Merge SQL databases

May 27 , 2016

Imagine you have 2 databases with identical schema. These databases were working for different application instances for some time. And now you need to merge them together for some reason.

You can use different tools to achieve this goal. For example dbForge Data Compare or SQL Data Compare. But these tools cost money and if you don't merge databases every day this is probably not an option for you. Also these tools does not know full specific of your database structure including unique indexes, check constraints and triggers.

Another big deal is identity columns that are using as primary keys. For two databases these keys can be same but represent different entities. 
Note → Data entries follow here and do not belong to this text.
//! The Digital Ledger application server.
//!
//! # Architecture Overview
//!
//! ```text
//!     Client ──▶ request id / trace
//!                  └▶ error normalizer ◀──────────── any stage failure
//!                       └▶ body limits ─▶ origin gate + CORS ─▶ security headers
//!                            └▶ https redirect ─▶ rate limits ─▶ sanitizer
//!                                 └▶ application routes ─▶ UserStore
//!
//!     Background: rate-limit sweeper, signal listener, metrics exporter
//! ```

use std::path::PathBuf;
use std::sync::Arc;
use std::time::Duration;

use clap::Parser;
use tokio::net::TcpListener;

use ledger_gateway::config::load_config;
use ledger_gateway::identity::MemoryUserStore;
use ledger_gateway::lifecycle::{spawn_signal_listener, Shutdown};
use ledger_gateway::observability::{init_logging, init_metrics};
use ledger_gateway::security::{spawn_sweeper, MemoryStore, SystemClock};
use ledger_gateway::HttpServer;

#[derive(Parser, Debug)]
#[command(name = "ledger-gateway")]
#[command(about = "The Digital Ledger application server", long_about = None)]
struct Cli {
    /// Path to a TOML configuration file
    #[arg(short, long, env = "LEDGER_CONFIG")]
    config: Option<PathBuf>,
}

#[tokio::main]
async fn main() -> anyhow::Result<()> {
    let cli = Cli::parse();
    let config = load_config(cli.config.as_deref())?;

    init_logging(config.server.environment, &config.observability.log_level)?;
    tracing::info!(
        version = env!("CARGO_PKG_VERSION"),
        environment = ?config.server.environment,
        bind_address = %config.server.bind_address,
        "ledger-gateway starting"
    );

    if config.observability.metrics_enabled {
        match config.observability.metrics_address.parse() {
            Ok(addr) => init_metrics(addr),
            Err(_) => tracing::error!(
                metrics_address = %config.observability.metrics_address,
                "Failed to parse metrics address"
            ),
        }
    }

    let shutdown = Shutdown::new();
    let rate_limits = Arc::new(MemoryStore::new(Arc::new(SystemClock)));
    let sweeper = spawn_sweeper(
        rate_limits.clone(),
        Duration::from_secs(config.rate_limit.sweep_interval_secs),
        shutdown.subscribe(),
    );

    let listener = TcpListener::bind(&config.server.bind_address).await?;
    let server_shutdown = shutdown.subscribe();
    spawn_signal_listener(shutdown);

    let server = HttpServer::new(config, rate_limits, Arc::new(MemoryUserStore::new()));
    server.run(listener, server_shutdown).await?;

    if let Err(e) = sweeper.await {
        tracing::warn!(error = %e, "Rate-limit sweeper ended abnormally");
    }
    tracing::info!("Shutdown complete");
    Ok(())
}
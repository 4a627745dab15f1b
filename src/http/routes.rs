//! Application routes protected by the security pipeline.
//!
//! # Responsibilities
//! - Health probe
//! - Newsletter subscription
//! - Identity-provider callback, login and registration
//! - Password change endpoint (delegated to the identity provider)

use std::sync::Arc;

use axum::{
    extract::State,
    http::StatusCode,
    response::IntoResponse,
    routing::{get, post},
    Json, Router,
};
use serde::{Deserialize, Serialize};
use serde_json::json;
use validator::Validate;

use crate::error::ApiError;
use crate::http::validation::ValidatedJson;
use crate::identity::{upsert_oauth_user, IdentityError, NewUser, OAuthClaims, User, UserStore};

/// Application state injected into handlers.
#[derive(Debug, Clone)]
pub struct AppState {
    pub users: Arc<dyn UserStore>,
}

impl AppState {
    pub fn new(users: Arc<dyn UserStore>) -> Self {
        Self { users }
    }
}

pub fn router(state: AppState) -> Router {
    Router::new()
        .route("/api/health", get(health))
        .route("/health", get(health))
        .route("/api/newsletter/subscribe", post(subscribe))
        .route("/api/auth/callback", post(auth_callback))
        .route("/api/login", post(login))
        .route("/api/register", post(register))
        .route("/api/auth/change-password", post(change_password))
        .with_state(state)
}

impl From<IdentityError> for ApiError {
    fn from(err: IdentityError) -> Self {
        let status = match err {
            IdentityError::EmailTaken(_) => StatusCode::CONFLICT,
            IdentityError::NotFound(_) => StatusCode::NOT_FOUND,
        };
        ApiError::with_status(status, err.to_string())
    }
}

async fn health() -> impl IntoResponse {
    Json(json!({ "status": "ok" }))
}

#[derive(Debug, Deserialize, Validate)]
pub struct SubscribeRequest {
    #[validate(email(message = "must be a valid email address"))]
    pub email: String,
    #[validate(length(max = 100, message = "must be at most 100 characters"))]
    pub name: Option<String>,
}

#[derive(Debug, Serialize)]
pub struct Subscriber {
    pub email: String,
    pub name: Option<String>,
}

async fn subscribe(
    ValidatedJson(req): ValidatedJson<SubscribeRequest>,
) -> (StatusCode, Json<Subscriber>) {
    tracing::info!("Newsletter subscription received");
    (
        StatusCode::CREATED,
        Json(Subscriber {
            email: req.email,
            name: req.name,
        }),
    )
}

#[derive(Debug, Deserialize, Validate)]
pub struct CallbackRequest {
    #[validate(length(min = 1, message = "is required"))]
    pub sub: String,
    #[validate(email(message = "must be a valid email address"))]
    pub email: String,
    pub first_name: Option<String>,
    pub last_name: Option<String>,
    #[validate(url(message = "must be a valid URL"))]
    pub profile_image_url: Option<String>,
}

async fn auth_callback(
    State(state): State<AppState>,
    ValidatedJson(req): ValidatedJson<CallbackRequest>,
) -> Result<Json<User>, ApiError> {
    let claims = OAuthClaims {
        sub: req.sub,
        email: req.email,
        first_name: req.first_name,
        last_name: req.last_name,
        profile_image_url: req.profile_image_url,
    };
    let user = upsert_oauth_user(state.users.as_ref(), claims).await?;
    Ok(Json(user))
}

#[derive(Debug, Deserialize, Validate)]
pub struct LoginRequest {
    #[validate(email(message = "must be a valid email address"))]
    pub email: String,
}

async fn login(
    State(state): State<AppState>,
    ValidatedJson(req): ValidatedJson<LoginRequest>,
) -> Result<Json<User>, ApiError> {
    match state.users.get_user_by_email(&req.email).await {
        Some(user) => Ok(Json(user)),
        None => Err(ApiError::with_status(StatusCode::UNAUTHORIZED, "Invalid credentials")),
    }
}

#[derive(Debug, Deserialize, Validate)]
pub struct RegisterRequest {
    #[validate(email(message = "must be a valid email address"))]
    pub email: String,
    #[validate(length(max = 100, message = "must be at most 100 characters"))]
    pub first_name: Option<String>,
    #[validate(length(max = 100, message = "must be at most 100 characters"))]
    pub last_name: Option<String>,
}

async fn register(
    State(state): State<AppState>,
    ValidatedJson(req): ValidatedJson<RegisterRequest>,
) -> Result<(StatusCode, Json<User>), ApiError> {
    let user = state
        .users
        .create_user(NewUser {
            email: req.email,
            first_name: req.first_name,
            last_name: req.last_name,
            ..Default::default()
        })
        .await?;
    Ok((StatusCode::CREATED, Json(user)))
}

async fn change_password() -> ApiError {
    ApiError::with_status(
        StatusCode::NOT_IMPLEMENTED,
        "Password changes are handled by the identity provider",
    )
}

#[cfg(test)]
mod tests {
    use super::*;
    use crate::identity::MemoryUserStore;
    use axum::{body::Body, extract::Request};
    use tower::ServiceExt;

    fn app() -> Router {
        router(AppState::new(Arc::new(MemoryUserStore::new())))
    }

    fn post_json(uri: &str, body: serde_json::Value) -> Request {
        Request::builder()
            .method("POST")
            .uri(uri)
            .header("content-type", "application/json")
            .body(Body::from(body.to_string()))
            .unwrap()
    }

    #[tokio::test]
    async fn test_health() {
        let response = app()
            .oneshot(Request::builder().uri("/api/health").body(Body::empty()).unwrap())
            .await
            .unwrap();
        assert_eq!(response.status(), StatusCode::OK);
        let bytes = axum::body::to_bytes(response.into_body(), usize::MAX).await.unwrap();
        assert_eq!(&bytes[..], br#"{"status":"ok"}"#);
    }

    #[tokio::test]
    async fn test_register_then_login() {
        let app = app();
        let registered = app
            .clone()
            .oneshot(post_json("/api/register", json!({"email": "ada@example.com"})))
            .await
            .unwrap();
        assert_eq!(registered.status(), StatusCode::CREATED);

        let again = app
            .clone()
            .oneshot(post_json("/api/register", json!({"email": "ada@example.com"})))
            .await
            .unwrap();
        assert_eq!(again.status(), StatusCode::CONFLICT);

        let login = app
            .clone()
            .oneshot(post_json("/api/login", json!({"email": "ada@example.com"})))
            .await
            .unwrap();
        assert_eq!(login.status(), StatusCode::OK);

        let unknown = app
            .oneshot(post_json("/api/login", json!({"email": "bob@example.com"})))
            .await
            .unwrap();
        assert_eq!(unknown.status(), StatusCode::UNAUTHORIZED);
    }

    #[tokio::test]
    async fn test_change_password_not_implemented() {
        let response = app()
            .oneshot(post_json("/api/auth/change-password", json!({})))
            .await
            .unwrap();
        assert_eq!(response.status(), StatusCode::NOT_IMPLEMENTED);
    }
}
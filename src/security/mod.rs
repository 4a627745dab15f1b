//! Security subsystem.
//!
//! # Data Flow
//! ```text
//! Incoming request:
//!     → limits.rs (reject oversized bodies)
//!     → origin.rs (gate disallowed origins, CORS headers, preflight)
//!     → headers.rs (CSP, HSTS and friends on the way out)
//!     → https.rs (production plaintext redirect)
//!     → rate_limit.rs + store.rs (per-client, per-route-class windows)
//!     → sanitize.rs (strip script vectors from body, query, path)
//!     → Pass to routing
//! ```
//!
//! # Design Decisions
//! - Defense in depth: multiple layers of protection
//! - Fail closed: reject on any security check failure
//! - Each stage is an independent middleware; `http::pipeline` orders them

pub mod clock;
pub mod headers;
pub mod https;
pub mod limits;
pub mod origin;
pub mod rate_limit;
pub mod sanitize;
pub mod store;

pub use clock::{Clock, ManualClock, SystemClock};
pub use headers::{HeaderPolicy, SecurityHeadersLayer};
pub use limits::{BodyKind, BodyLimits};
pub use origin::{OriginDecision, OriginPolicy};
pub use rate_limit::{ClientKey, RouteClass, RouteLimiter};
pub use store::{spawn_sweeper, MemoryStore, RateLimitStore, RatePolicy, WindowState};
//! Structured logging.
//!
//! # Design Decisions
//! - Uses tracing crate for structured logging
//! - JSON format for production, pretty format for development
//! - `RUST_LOG` overrides the configured level

use tracing_subscriber::{layer::SubscriberExt, util::SubscriberInitExt, EnvFilter};

use crate::config::Environment;

/// Filter used when `RUST_LOG` is unset.
pub fn default_filter(level: &str) -> String {
    format!("ledger_gateway={level},tower_http={level}")
}

/// Install the global subscriber. Fails if one is already installed.
pub fn init_logging(
    environment: Environment,
    level: &str,
) -> Result<(), tracing_subscriber::util::TryInitError> {
    let filter =
        EnvFilter::try_from_default_env().unwrap_or_else(|_| EnvFilter::new(default_filter(level)));

    if environment.is_production() {
        tracing_subscriber::registry()
            .with(filter)
            .with(tracing_subscriber::fmt::layer().json().with_current_span(true))
            .try_init()
    } else {
        tracing_subscriber::registry()
            .with(filter)
            .with(tracing_subscriber::fmt::layer().pretty().with_target(true))
            .try_init()
    }
}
In my practice I face database merge task second time and here is how I handle it.

Step 1. Identify tables that must be merged.

If you need to merge only several tables of hundred you probably don't want to have a deal with full database schema. You also definitely want to skip lookup tables such as "AddressType" it it holds only records like "1 | Home" and "2 | Business".

use TargetDB;
go;

declare @TablesToImport table 
(
  Name nvarchar(128)
)

insert into @TablesToImport (Name) values 
  ('Users'), ('Orders'), ('Products'), ('Categories')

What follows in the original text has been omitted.